We've got this little dog... Jedda is a 3 year old Australian terrier female. She's short, red-golden haired, extremely independent, determined to the point of obsession, friendly but can switch quickly into extreme bolshie and she is absolutely and utterly incapable of stepping away from an argument. She's the sort of dog that will continue the fight after she's been physically picked up and carried away from the conflict point. I suspect if I'd read OVERKILL before we'd got that dog, there would have been a strong case put for naming her Sam.

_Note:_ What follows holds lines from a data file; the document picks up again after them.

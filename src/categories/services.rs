use tracing::{info, warn};

use crate::{
    auth::User,
    categories::repo_types::{Category, CategoryWithCount},
    error::{AppError, AppResult},
    state::AppState,
};

fn validate_name(name: &str) -> AppResult<()> {
    if name.trim().is_empty() {
        return Err(AppError::Validation("Category name must not be empty".into()));
    }
    Ok(())
}

/// Load a category by id and make sure `user_id` owns it.
///
/// `action` completes the forbidden message, e.g. "update this category".
pub(crate) async fn owned_category(
    state: &AppState,
    user_id: i64,
    id: i64,
    action: &'static str,
) -> AppResult<Category> {
    let category = state
        .categories
        .find(id)
        .await?
        .ok_or(AppError::NotFound("Category"))?;

    if category.user_id != user_id {
        warn!(user_id, category_id = id, owner = category.user_id, "category ownership mismatch");
        return Err(AppError::Forbidden(action));
    }
    Ok(category)
}

pub async fn list_categories(state: &AppState, user: &User) -> AppResult<Vec<CategoryWithCount>> {
    Ok(state.categories.list_with_counts(user.id).await?)
}

pub async fn create_category(state: &AppState, user: &User, name: &str) -> AppResult<CategoryWithCount> {
    validate_name(name)?;
    let category = state.categories.create(user.id, name).await?;
    info!(user_id = user.id, category_id = category.id, "category created");
    Ok(CategoryWithCount::new(category, 0))
}

pub async fn update_category(
    state: &AppState,
    user: &User,
    id: i64,
    name: &str,
) -> AppResult<CategoryWithCount> {
    owned_category(state, user.id, id, "update this category").await?;
    validate_name(name)?;

    let updated = state
        .categories
        .rename(id, name)
        .await?
        .ok_or(AppError::NotFound("Category"))?;
    info!(user_id = user.id, category_id = id, "category renamed");
    Ok(updated)
}

pub async fn delete_category(state: &AppState, user: &User, id: i64) -> AppResult<()> {
    owned_category(state, user.id, id, "delete this category").await?;

    if !state.categories.delete(id).await? {
        return Err(AppError::NotFound("Category"));
    }
    info!(user_id = user.id, category_id = id, "category deleted");
    Ok(())
}
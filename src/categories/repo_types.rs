use serde::Serialize;
use sqlx::FromRow;
use time::OffsetDateTime;

#[derive(Debug, Clone, FromRow)]
pub struct Category {
    pub id: i64,
    pub name: String,
    pub user_id: i64,
    pub created_at: OffsetDateTime,
}

/// A category annotated with how many flashcards it holds.
#[derive(Debug, Clone, Serialize, FromRow)]
pub struct CategoryWithCount {
    pub id: i64,
    pub name: String,
    pub user_id: i64,
    #[serde(with = "time::serde::rfc3339")]
    pub created_at: OffsetDateTime,
    pub flashcard_count: i64,
}

impl CategoryWithCount {
    pub fn new(c: Category, flashcard_count: i64) -> Self {
        Self {
            id: c.id,
            name: c.name,
            user_id: c.user_id,
            created_at: c.created_at,
            flashcard_count,
        }
    }
}
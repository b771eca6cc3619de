use crate::state::AppState;
use axum::Router;

mod claims;
pub mod dto;
pub(crate) mod extractors;
pub mod handlers;
pub mod jwt;
pub mod password;
pub mod repo;
pub mod repo_types;
pub mod services;

pub use extractors::CurrentUser;
pub use repo::UserRepo;
pub use repo_types::User;

pub fn router() -> Router<AppState> {
    Router::new()
        .merge(handlers::auth_routes())
        .merge(handlers::me_routes())
}
mod dto;
pub mod handlers;
pub mod repo;
pub mod repo_types;
pub mod services;

use crate::state::AppState;
use axum::Router;

pub use repo::FlashcardRepo;

pub fn router() -> Router<AppState> {
    Router::new().merge(handlers::flashcard_routes())
}
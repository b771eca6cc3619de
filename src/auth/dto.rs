use serde::{Deserialize, Serialize};
use time::OffsetDateTime;

use crate::auth::repo_types::User;

/// Request body for user registration.
#[derive(Debug, Deserialize)]
pub struct RegisterRequest {
    pub email: String,
    pub password: String,
}

/// Request body for login.
#[derive(Debug, Deserialize)]
pub struct LoginRequest {
    pub email: String,
    pub password: String,
}

/// Response returned after a successful login.
#[derive(Debug, Serialize)]
pub struct TokenResponse {
    pub access_token: String,
    pub token_type: &'static str,
}

impl TokenResponse {
    pub fn bearer(access_token: String) -> Self {
        Self {
            access_token,
            token_type: "bearer",
        }
    }
}

/// Public part of the user returned to the client.
#[derive(Debug, Serialize)]
pub struct PublicUser {
    pub id: i64,
    pub email: String,
    #[serde(with = "time::serde::rfc3339")]
    pub created_at: OffsetDateTime,
}

impl From<User> for PublicUser {
    fn from(u: User) -> Self {
        Self {
            id: u.id,
            email: u.email,
            created_at: u.created_at,
        }
    }
}
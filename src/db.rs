use anyhow::Context;
use sqlx::{postgres::PgPoolOptions, PgPool};

use crate::config::AppConfig;

/// PostgreSQL-backed implementation of the repository traits.
#[derive(Clone)]
pub struct PgRepo {
    pub db: PgPool,
}

impl PgRepo {
    pub fn new(db: PgPool) -> Self {
        Self { db }
    }
}

pub async fn connect(config: &AppConfig) -> anyhow::Result<PgPool> {
    PgPoolOptions::new()
        .max_connections(config.max_connections)
        .connect(&config.database_url)
        .await
        .context("connect to database")
}

pub async fn migrate(db: &PgPool) -> anyhow::Result<()> {
    sqlx::migrate!("./migrations")
        .run(db)
        .await
        .context("run migrations")?;
    Ok(())
}
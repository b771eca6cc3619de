use axum::{
    extract::State,
    http::StatusCode,
    routing::{get, put},
    Json, Router,
};
use tracing::instrument;

use super::{
    dto::{CreateFlashcardRequest, ListQuery, SearchQuery, UpdateFlashcardRequest},
    repo_types::FlashcardView,
    services,
};
use crate::{
    auth::CurrentUser,
    error::AppResult,
    extract::{ApiJson, ApiPath, ApiQuery},
    state::AppState,
};

pub fn flashcard_routes() -> Router<AppState> {
    Router::new()
        .route("/flashcards", get(list_flashcards).post(create_flashcard))
        .route("/flashcards/search", get(search_flashcards))
        .route("/flashcards/:id", put(update_flashcard).delete(delete_flashcard))
}

#[instrument(skip_all, fields(user_id = user.id, category_id = ?q.category_id))]
pub async fn list_flashcards(
    State(state): State<AppState>,
    CurrentUser(user): CurrentUser,
    ApiQuery(q): ApiQuery<ListQuery>,
) -> AppResult<Json<Vec<FlashcardView>>> {
    Ok(Json(services::list_flashcards(&state, &user, q.category_id).await?))
}

#[instrument(skip_all, fields(user_id = user.id))]
pub async fn search_flashcards(
    State(state): State<AppState>,
    CurrentUser(user): CurrentUser,
    ApiQuery(q): ApiQuery<SearchQuery>,
) -> AppResult<Json<Vec<FlashcardView>>> {
    Ok(Json(services::search_flashcards(&state, &user, &q.q).await?))
}

#[instrument(skip_all, fields(user_id = user.id, category_id = body.category_id))]
pub async fn create_flashcard(
    State(state): State<AppState>,
    CurrentUser(user): CurrentUser,
    ApiJson(body): ApiJson<CreateFlashcardRequest>,
) -> AppResult<(StatusCode, Json<FlashcardView>)> {
    let card =
        services::create_flashcard(&state, &user, &body.question, &body.answer, body.category_id)
            .await?;
    Ok((StatusCode::CREATED, Json(card)))
}

#[instrument(skip_all, fields(user_id = user.id, flashcard_id = id))]
pub async fn update_flashcard(
    State(state): State<AppState>,
    CurrentUser(user): CurrentUser,
    ApiPath(id): ApiPath<i64>,
    ApiJson(body): ApiJson<UpdateFlashcardRequest>,
) -> AppResult<Json<FlashcardView>> {
    Ok(Json(services::update_flashcard(&state, &user, id, body.into()).await?))
}

#[instrument(skip_all, fields(user_id = user.id, flashcard_id = id))]
pub async fn delete_flashcard(
    State(state): State<AppState>,
    CurrentUser(user): CurrentUser,
    ApiPath(id): ApiPath<i64>,
) -> AppResult<StatusCode> {
    services::delete_flashcard(&state, &user, id).await?;
    Ok(StatusCode::NO_CONTENT)
}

OVERKILL is written from Sam's viewpoint. Which is a tricky approach as the reader is going to have to like Sam, or at least feel some sense of connection with her, and be comfortable that Sam is fairly investigating this death. Which is complicated because the grief-stricken widower is Sam's ex-lover. Somebody that you'd have to be dead or thick not have noticed Sam still holds quite a torch for. That, and some really ... well let's go with naive rather than stupid actions, means it's not a big step for the powers that be to suspend Sam from the investigation because she's made herself more than suspicious. Perhaps a little unfairly as it was Sam that first wonders if this death wasn't more than a tragic suicide and it's her sniffing around that finds the forged prescription that triggers the murder enquiry in the first place.
Needless to say, a piddling little technicality like "suspicion" and "suspended" isn't going to stop Sam, anymore than a cow manure shampoo or a few stitches in the head. (And that's got to be one of the funniest scenes I've read in years - thinking about it still made me cry with laughter when we were changing our own ute tyre the other day!)
Whilst there's always the exception to the rule, in the main there are some elements that are kind of expected in some forms of Crime Fiction. With your cop protagonist it doesn't hurt that they are a bit of a self-starter. It works well if there's conflict with higher authorities, and suspension allows your cop to head off into somewhat tricky "procedural" territory. There's really nothing wrong with using some formulaic elements in a book provided that they aren't one-dimensional and there's enough other elements for a reader to identify with to allow you to forgive the occasional blatant setup. Where OVERKILL compensates in spades is in the main characters. Sam and her best friend, housemate Maggie are a good pairing - whilst Maggie takes no active part in the investigation part of the novel, she's the calm in Sam's chaos. And the affection, sarcasm, pithy commentary and observations between the two of them are frequently very very touching and funny.
Part of what I really liked about these books was that sense of humour. Frequently self-deprecating, the humorous touches are part of what makes the first-person voice work. At no stage is Sam overbearingly smug or self-serving. She's flawed and human and probably harder on herself than anybody around her could ever hope to be. OVERKILL is the first book in what is now a 4 book series, and having read the next two before I went back to re-read this one, I can see the developmental elements in this debut. Every series, after all, has to start somewhere and there's nothing worse than a debut book that says and does it all. Sam has places to go, people to annoy, problems to solve, ladders to climb, snakes to slide back down again. You just have to hope that 4 books isn't the end and there's a lot more of Sam in the future. (Expect a flurry of these reviews - I've been slack and need to catch up with talking about this terrific series!)